> EXERCISE INSTRUCTIONS
Restate word for word the lines of the records below, starting at the line that contains "of the offending character." and ending at the line that contains "81 digit characters", with both of those lines included and nothing else.

== Segment start ==

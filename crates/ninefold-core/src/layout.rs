//! Shared board geometry.
//!
//! Pointer hit-testing and rendering must agree on the cell edge length, or
//! the visible grid and the selection drift apart. Both sides read the
//! constants defined here and nowhere else.

/// Number of cells along one side of the board.
pub const GRID_CELLS: u8 = 9;

/// Edge length of a single cell, in surface units.
pub const CELL_SIZE: f32 = 50.0;

/// Edge length of the full board (9 cells of 50 units).
pub const BOARD_SIZE: f32 = CELL_SIZE * GRID_CELLS as f32;

#[cfg(test)]
mod tests {
    use super::*;

    #[test]
    fn board_is_nine_cells_wide() {
        assert!((BOARD_SIZE - 450.0).abs() < f32::EPSILON);
        assert!((CELL_SIZE * 9.0 - BOARD_SIZE).abs() < f32::EPSILON);
    }
}
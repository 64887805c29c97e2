//! The 81-cell board container and its wire format.

use std::{fmt, str::FromStr};

use crate::{Digit, Position};

/// Errors produced when parsing the 81-character board string.
#[derive(Debug, Clone, Copy, PartialEq, Eq, derive_more::Display, derive_more::Error)]
pub enum ParseGridError {
    /// The string does not contain exactly 81 characters.
    #[display("expected 81 board characters, got {len}")]
    BadLength {
        /// Number of characters found.
        len: usize,
    },
    /// A character other than `0`-`9` appeared in the string.
    #[display("invalid board character {ch:?} at offset {offset}")]
    BadCharacter {
        /// Offset of the offending character.
        offset: usize,
        /// The offending character.
        ch: char,
    },
}

/// A 9×9 grid of optional digits, `None` meaning an empty cell.
///
/// Two instances of this type exist per puzzle: the working board the player
/// fills in, and the immutable solution board fetched from the puzzle
/// service. The wire format is a row-major string of 81 digit characters
/// with `0` standing for an empty cell:
///
/// ```
/// use ninefold_core::{Digit, DigitGrid, Position};
///
/// let grid: DigitGrid = "3".repeat(81).parse().unwrap();
/// assert_eq!(grid.get(Position::new(8, 8)), Some(Digit::D3));
/// assert_eq!(grid.to_string().len(), 81);
/// ```
#[derive(Debug, Clone, PartialEq, Eq)]
pub struct DigitGrid {
    cells: [Option<Digit>; 81],
}

impl DigitGrid {
    /// Creates an empty grid.
    #[must_use]
    pub const fn new() -> Self {
        Self { cells: [None; 81] }
    }

    /// Returns the digit at `pos`, or `None` if the cell is empty.
    #[must_use]
    pub const fn get(&self, pos: Position) -> Option<Digit> {
        self.cells[pos.index()]
    }

    /// Sets or clears the cell at `pos`.
    pub const fn set(&mut self, pos: Position, value: Option<Digit>) {
        self.cells[pos.index()] = value;
    }

    /// Whether every cell holds a digit.
    #[must_use]
    pub fn is_full(&self) -> bool {
        self.cells.iter().all(Option::is_some)
    }
}

impl Default for DigitGrid {
    fn default() -> Self {
        Self::new()
    }
}

impl FromStr for DigitGrid {
    type Err = ParseGridError;

    fn from_str(s: &str) -> Result<Self, Self::Err> {
        let mut cells = [None; 81];
        let mut count = 0;
        for (offset, ch) in s.chars().enumerate() {
            let Some(value) = ch.to_digit(10) else {
                return Err(ParseGridError::BadCharacter { offset, ch });
            };
            if offset < 81 {
                #[expect(clippy::cast_possible_truncation)]
                let digit = Digit::try_from_value(value as u8);
                cells[offset] = digit;
            }
            count += 1;
        }
        if count != 81 {
            return Err(ParseGridError::BadLength { len: count });
        }
        Ok(Self { cells })
    }
}

impl fmt::Display for DigitGrid {
    fn fmt(&self, f: &mut fmt::Formatter<'_>) -> fmt::Result {
        for cell in &self.cells {
            match cell {
                Some(digit) => write!(f, "{digit}")?,
                None => write!(f, "0")?,
            }
        }
        Ok(())
    }
}

#[cfg(test)]
mod tests {
    use super::*;

    const CLASSIC_PUZZLE: &str =
        "530070000600195000098000060800060003400803001700020006060000280000419005000080079";

    #[test]
    fn parses_row_major_with_zero_as_empty() {
        let grid: DigitGrid = CLASSIC_PUZZLE.parse().unwrap();

        let first_row: Vec<u8> = (0..9)
            .map(|x| grid.get(Position::new(x, 0)).map_or(0, Digit::value))
            .collect();
        assert_eq!(first_row, [5, 3, 0, 0, 7, 0, 0, 0, 0]);

        assert_eq!(grid.get(Position::new(0, 1)), Some(Digit::D6));
        assert_eq!(grid.get(Position::new(8, 8)), Some(Digit::D9));
        assert!(!grid.is_full());
    }

    #[test]
    fn display_round_trips_the_wire_format() {
        let grid: DigitGrid = CLASSIC_PUZZLE.parse().unwrap();
        assert_eq!(grid.to_string(), CLASSIC_PUZZLE);
    }

    #[test]
    fn rejects_wrong_length() {
        assert_eq!(
            "123".parse::<DigitGrid>(),
            Err(ParseGridError::BadLength { len: 3 })
        );
        let too_long = "0".repeat(82);
        assert_eq!(
            too_long.parse::<DigitGrid>(),
            Err(ParseGridError::BadLength { len: 82 })
        );
    }

    #[test]
    fn rejects_non_digit_characters() {
        let mut bad = "0".repeat(81);
        bad.replace_range(40..41, "x");
        assert_eq!(
            bad.parse::<DigitGrid>(),
            Err(ParseGridError::BadCharacter { offset: 40, ch: 'x' })
        );
    }

    #[test]
    fn set_and_get_are_consistent() {
        let mut grid = DigitGrid::new();
        let pos = Position::new(3, 7);
        assert_eq!(grid.get(pos), None);
        grid.set(pos, Some(Digit::D4));
        assert_eq!(grid.get(pos), Some(Digit::D4));
        grid.set(pos, None);
        assert_eq!(grid.get(pos), None);
    }

    #[test]
    fn full_grid_reports_full() {
        let grid: DigitGrid = "9".repeat(81).parse().unwrap();
        assert!(grid.is_full());
    }
}
use eframe::egui::{InputState, Key};
use ninefold_core::Digit;

use crate::ui::Action;

const DIGIT_KEYS: [(Key, Digit); 9] = [
    (Key::Num1, Digit::D1),
    (Key::Num2, Digit::D2),
    (Key::Num3, Digit::D3),
    (Key::Num4, Digit::D4),
    (Key::Num5, Digit::D5),
    (Key::Num6, Digit::D6),
    (Key::Num7, Digit::D7),
    (Key::Num8, Digit::D8),
    (Key::Num9, Digit::D9),
];

/// Maps pressed digit keys to placement actions. Every other key is ignored.
pub fn digit_actions(i: &InputState) -> Vec<Action> {
    let mut actions = vec![];
    for (key, digit) in DIGIT_KEYS {
        if i.key_pressed(key) {
            actions.push(Action::PressDigit(digit));
        }
    }
    actions
}
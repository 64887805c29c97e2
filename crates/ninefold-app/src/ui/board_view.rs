use eframe::egui::{self, Align2, Color32, FontId, Painter, Pos2, Sense, Stroke, Ui, Vec2};
use ninefold_core::layout;
use ninefold_render::{Color, DrawCommand, Point, Rect};

use crate::ui::Action;

/// Replays the draw-command list onto the egui painter and translates clicks
/// into board-local coordinates.
pub fn show(ui: &mut Ui, commands: &[DrawCommand]) -> Vec<Action> {
    let mut actions = vec![];

    let (response, painter) =
        ui.allocate_painter(Vec2::splat(layout::BOARD_SIZE), Sense::click());
    let origin = response.rect.min;

    for command in commands {
        paint_command(&painter, origin, command);
    }

    if response.clicked()
        && let Some(pointer) = response.interact_pointer_pos()
    {
        let local = pointer - origin;
        actions.push(Action::SelectCell {
            x: local.x,
            y: local.y,
        });
    }

    actions
}

/// Placeholder for the board area while no board is on the table.
pub fn show_placeholder(ui: &mut Ui, loading: bool) {
    let (rect, _response) = ui.allocate_exact_size(Vec2::splat(layout::BOARD_SIZE), Sense::hover());
    let mut child = ui.new_child(egui::UiBuilder::new().max_rect(rect));
    child.centered_and_justified(|ui| {
        if loading {
            ui.spinner();
        } else {
            ui.label("No board");
        }
    });
}

fn paint_command(painter: &Painter, origin: Pos2, command: &DrawCommand) {
    match command {
        DrawCommand::Clear { area, color } => {
            painter.rect_filled(to_rect(origin, *area), 0.0, to_color32(*color));
        }
        DrawCommand::Line {
            from,
            to,
            width,
            color,
        } => {
            painter.line_segment(
                [to_pos(origin, *from), to_pos(origin, *to)],
                Stroke::new(*width, to_color32(*color)),
            );
        }
        DrawCommand::FillRect { rect, color } => {
            painter.rect_filled(to_rect(origin, *rect), 0.0, to_color32(*color));
        }
        DrawCommand::FillPath { rects, color } => {
            // The engine emits disjoint rects, so filling them one by one
            // lays the translucent color down exactly once per pixel.
            for rect in rects {
                painter.rect_filled(to_rect(origin, *rect), 0.0, to_color32(*color));
            }
        }
        DrawCommand::Text {
            center,
            text,
            size,
            color,
        } => {
            painter.text(
                to_pos(origin, *center),
                Align2::CENTER_CENTER,
                text,
                FontId::proportional(*size),
                to_color32(*color),
            );
        }
    }
}

fn to_pos(origin: Pos2, point: Point) -> Pos2 {
    origin + Vec2::new(point.x, point.y)
}

fn to_rect(origin: Pos2, rect: Rect) -> egui::Rect {
    egui::Rect::from_min_size(
        to_pos(origin, Point::new(rect.x, rect.y)),
        Vec2::new(rect.width, rect.height),
    )
}

fn to_color32(color: Color) -> Color32 {
    Color32::from_rgba_unmultiplied(color.r, color.g, color.b, color.a)
}
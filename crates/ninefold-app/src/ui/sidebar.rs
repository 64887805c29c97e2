use eframe::egui::{Button, RichText, Ui};

use crate::ui::Action;

/// What the sidebar presents this frame.
#[derive(Debug, Clone, Copy, PartialEq, Eq)]
pub enum BoardStatus<'a> {
    /// No board yet; the initial fetch is still running.
    Loading,
    /// The last fetch failed.
    Failed(&'a str),
    /// A puzzle is on the table.
    Playing {
        /// Rejected placements so far.
        error_count: u32,
        /// Whether the solution board has arrived.
        solution_loaded: bool,
        /// Whether every cell is filled.
        solved: bool,
    },
}

pub fn show(ui: &mut Ui, status: BoardStatus<'_>) -> Vec<Action> {
    let mut actions = vec![];
    ui.vertical(|ui| {
        match status {
            BoardStatus::Loading => {
                ui.spinner();
                ui.label("Fetching a fresh board…");
            }
            BoardStatus::Failed(message) => {
                ui.label(RichText::new(message).color(ui.visuals().error_fg_color));
                if ui.button(RichText::new("Retry").size(16.0)).clicked() {
                    actions.push(Action::NewBoard);
                }
            }
            BoardStatus::Playing {
                error_count,
                solution_loaded,
                solved,
            } => {
                ui.label(RichText::new(format!("Error Count: {error_count}")).size(18.0));
                let text = if solved {
                    "Solved! Congratulations!"
                } else {
                    "Game in progress"
                };
                ui.label(text);
                if !solution_loaded {
                    ui.label("Fetching the solution…");
                }
                ui.add_space(8.0);

                let solve = Button::new(RichText::new("Solve Board").size(16.0));
                if ui.add_enabled(solution_loaded, solve).clicked() {
                    actions.push(Action::SolveBoard);
                }
                if ui.button(RichText::new("New Board").size(16.0)).clicked() {
                    actions.push(Action::NewBoard);
                }
            }
        }
    });
    actions
}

== Segment end ==

> TASK SOLUTION
        /// Offset of the offending character.
        offset: usize,
        /// The offending character.
        ch: char,
    },
}

/// A 9×9 grid of optional digits, `None` meaning an empty cell.
///
/// Two instances of this type exist per puzzle: the working board the player
/// fills in, and the immutable solution board fetched from the puzzle
/// service. The wire format is a row-major string of 81 digit characters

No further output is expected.